In some optional implementations of this embodiment, the instance segmentation model is obtained based on the following steps: acquiring a sample image set, wherein the sample image set comprises at least one sample image, and each sample image comprises at least one component; determining and labeling the category name and bounding box information of each component in each sample image; and taking each sample image as input, taking the class name and bounding box information of each component in each sample image as expected output, and training to obtain the example segmentation model.

In some optional implementations of this embodiment, the apparatus further includes: the searching module is configured to perform state similarity searching on the stored images based on the layout result of the components in the current image to obtain a plurality of similar images; and the judging module is configured to compare the current image with each similar image and judge whether the current image and each similar image are in the same state.

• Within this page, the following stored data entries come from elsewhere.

#![allow(clippy::float_cmp)]

use super::*;

const EPSILON: f64 = 1e-9;

fn approx_eq(a: f64, b: f64) -> bool {
    (a - b).abs() < EPSILON
}

fn planet() -> Circle {
    Circle { x: 0.0, y: 0.0, radius: 100.0 }
}

/// Observer `height` units above the top of the planet, `offset` units to the right.
fn above(height: f64, offset: f64) -> Point {
    Point::new(offset, -(height + 100.0))
}

// =============================================================
// tangent_point
// =============================================================

#[test]
fn tangent_point_lies_on_circle() {
    for (h, o) in [(1.0, 0.0), (15.7, 0.0), (50.0, 30.0), (400.0, -120.0)] {
        let t = tangent_point(planet(), above(h, o));
        let r = (t.x * t.x + t.y * t.y).sqrt();
        assert!(approx_eq(r, 100.0), "height {h}, offset {o}: radius {r}");
    }
}

#[test]
fn tangent_is_perpendicular_to_radius() {
    for (h, o) in [(1.0, 0.0), (15.7, 0.0), (50.0, 30.0), (400.0, -120.0)] {
        let p = above(h, o);
        let t = tangent_point(planet(), p);
        let dot = t.x * (p.x - t.x) + t.y * (p.y - t.y);
        assert!(dot.abs() < 1e-6, "height {h}, offset {o}: dot {dot}");
    }
}

#[test]
fn tangent_from_directly_above_is_on_the_right() {
    let t = tangent_point(planet(), above(50.0, 0.0));
    assert!(t.x > 0.0);
    assert!(t.y < 0.0);
}

#[test]
fn tangent_point_is_relative_to_circle_origin() {
    // The same observer relative to a shifted circle yields the same point:
    // the result is not translated by the circle center.
    let shifted = Circle { x: 500.0, y: -40.0, radius: 100.0 };
    let p = Point::new(500.0 + 20.0, -40.0 - 180.0);
    let local = tangent_point(planet(), Point::new(20.0, -180.0));
    let t = tangent_point(shifted, p);
    assert!(approx_eq(t.x, local.x));
    assert!(approx_eq(t.y, local.y));
}

#[test]
fn tangent_point_inside_circle_is_nan() {
    let t = tangent_point(planet(), Point::new(0.0, -50.0));
    assert!(t.x.is_nan());
    assert!(t.y.is_nan());
}

// =============================================================
// horizon
// =============================================================

#[test]
fn surface_observer_degenerates_to_surface_point() {
    let result = horizon(planet(), above(0.0, 0.0));
    assert!(approx_eq(result.intersect_point.x, 0.0));
    assert!(approx_eq(result.intersect_point.y, -100.0));
    assert!(approx_eq(result.distance, 0.0));
    assert_eq!(result.angle_degrees, 0.0);
    assert!(result.is_finite());
}

#[test]
fn distance_matches_tangent_length() {
    for h in [0.5, 10.0, 15.696_123, 100.0, 1000.0] {
        let d = 100.0 + h;
        let result = horizon(planet(), above(h, 0.0));
        let expected = (d * d - 100.0 * 100.0).sqrt();
        assert!((result.distance - expected).abs() < 1e-6, "height {h}");
    }
}

#[test]
fn angle_matches_dip_formula() {
    for h in [0.5, 10.0, 100.0, 1000.0] {
        let result = horizon(planet(), above(h, 0.0));
        let expected = (100.0 / (100.0 + h)).acos().to_degrees();
        assert!((result.angle_degrees - expected).abs() < 1e-6, "height {h}");
    }
}

#[test]
fn distance_strictly_increases_with_height() {
    let mut last = horizon(planet(), above(0.0, 0.0)).distance;
    for step in 1..=200 {
        let h = f64::from(step) * 0.75;
        let d = horizon(planet(), above(h, 0.0)).distance;
        assert!(d > last, "height {h}: {d} <= {last}");
        last = d;
    }
}

#[test]
fn angle_stays_within_bounds() {
    for h in [0.0, 0.001, 1.0, 37.5, 100.0, 1.0e4, 1.0e7] {
        for o in [-300.0, -20.0, 0.0, 5.0, 250.0] {
            let result = horizon(planet(), above(h, o));
            assert!(
                (0.0..=90.0).contains(&result.angle_degrees),
                "height {h}, offset {o}: {}",
                result.angle_degrees
            );
        }
    }
}

#[test]
fn far_observer_sees_steep_sightline() {
    let result = horizon(planet(), above(1.0e6, 0.0));
    assert!(result.angle_degrees > 89.9);
}

#[test]
fn valid_observer_gives_finite_result() {
    let result = horizon(planet(), above(42.0, -17.0));
    assert!(result.is_finite());
}

#[test]
fn observer_inside_planet_propagates_nan() {
    let result = horizon(planet(), Point::new(10.0, -20.0));
    assert!(!result.is_finite());
    assert!(result.distance.is_nan());
    assert!(result.angle_degrees.is_nan());
}

#[test]
fn earth_example_matches_classical_horizon() {
    // 1000 km above a 6371 km planet drawn at radius 100.
    let unit = 6371.0 / 100.0;
    let p = Point::new(0.0, -(1000.0 / unit + 100.0));
    assert!((p.y - -115.696).abs() < 0.01);

    let result = horizon(planet(), p);
    let km = result.distance * unit;
    let classical = (1000.0_f64 * 1000.0 + 2.0 * 1000.0 * 6371.0).sqrt();
    assert!((km - classical).abs() / classical < 0.03, "{km} vs {classical}");
}

// =============================================================
// Extreme scales
// =============================================================

#[test]
fn far_observer_keeps_finite_sightline() {
    // Squaring 1.6e158 overflows; the distance must not.
    let p = above(1.6e158, 0.0);
    let result = horizon(planet(), p);
    assert!(result.is_finite(), "{result:?}");
    assert!((result.distance / 1.6e158 - 1.0).abs() < EPSILON);
    assert!(approx_eq(result.angle_degrees, 90.0));
}

#[test]
fn far_tangent_point_stays_on_circle() {
    let t = tangent_point(planet(), above(1.0e200, 3.0e199));
    assert!(approx_eq(t.x.hypot(t.y), 100.0), "{t:?}");
}
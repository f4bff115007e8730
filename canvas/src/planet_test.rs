#![allow(clippy::float_cmp)]

use super::*;

#[test]
fn default_planet_is_earth_sized() {
    let planet = Planet::default();
    assert_eq!(planet.represented_radius_km(), 6371.0);
    assert_eq!(planet.sim_radius(), 100.0);
}

#[test]
fn planet_is_centered_on_origin() {
    let planet = Planet::new(1000.0);
    assert_eq!(planet.center(), Point::new(0.0, 0.0));
    let circle = planet.circle();
    assert_eq!((circle.x, circle.y, circle.radius), (0.0, 0.0, 100.0));
}

#[test]
fn set_radius_changes_scale_not_circle() {
    let mut planet = Planet::default();
    planet.set_represented_radius(3000.0);
    assert_eq!(planet.represented_radius_km(), 3000.0);
    assert_eq!(planet.sim_radius(), 100.0);
    assert_eq!(planet.converter().km_per_unit(), 30.0);
}

#[test]
fn converter_follows_latest_radius() {
    let mut planet = Planet::new(6371.0);
    let before = planet.converter();
    planet.set_represented_radius(1737.4);
    let after = planet.converter();
    assert_ne!(before, after);
    assert!((after.km_per_unit() - 17.374).abs() < 1e-12);
}

#[test]
fn label_uses_plain_number() {
    assert_eq!(Planet::new(6371.0).label(), "6371km");
    assert_eq!(Planet::new(1737.4).label(), "1737.4km");
}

In some optional implementation manners of this embodiment, the determining module includes: a calculation unit configured to calculate an intersection ratio between the layout result of the components in the current image and the layout result of the components in each similar image; the comparison unit is configured to compare the pixels of the current image with the pixels of each similar image to obtain a comparison result between the pixels of the current image and the pixels of each similar image; and the judging unit is configured to compare the intersection ratio and the comparison result with a preset threshold value and judge whether the current image and each similar image are in the same state or not.

In some optional implementations of this embodiment, the apparatus further includes: a deletion module configured to delete the current image in response to determining that the current image is in the same state as the similar image; a storage module configured to store the current image in response to determining that the current image is not in the same state as the similar image.

In some optional implementations of this embodiment, the apparatus further includes: and the adjusting module is configured to respond to the acquired layout result of the components in the current image, and adjust the bounding box information of each component aiming at each component with the same layout to obtain adjusted bounding box information corresponding to each component.

In some optional implementations of this embodiment, the apparatus further includes: an update module configured to take the current image, the class name of each component, and the adjusted bounding box information as a new sample image set; a training module configured to train an instance segmentation model based on the new sample image set.

In some optional implementations of this embodiment, the apparatus further includes: and the Code generation module is configured to respond to the acquired adjusted bounding box information corresponding to each component, input the adjusted bounding box information corresponding to each component and the layout result into the UI2Code, and acquire a repeated layout Code.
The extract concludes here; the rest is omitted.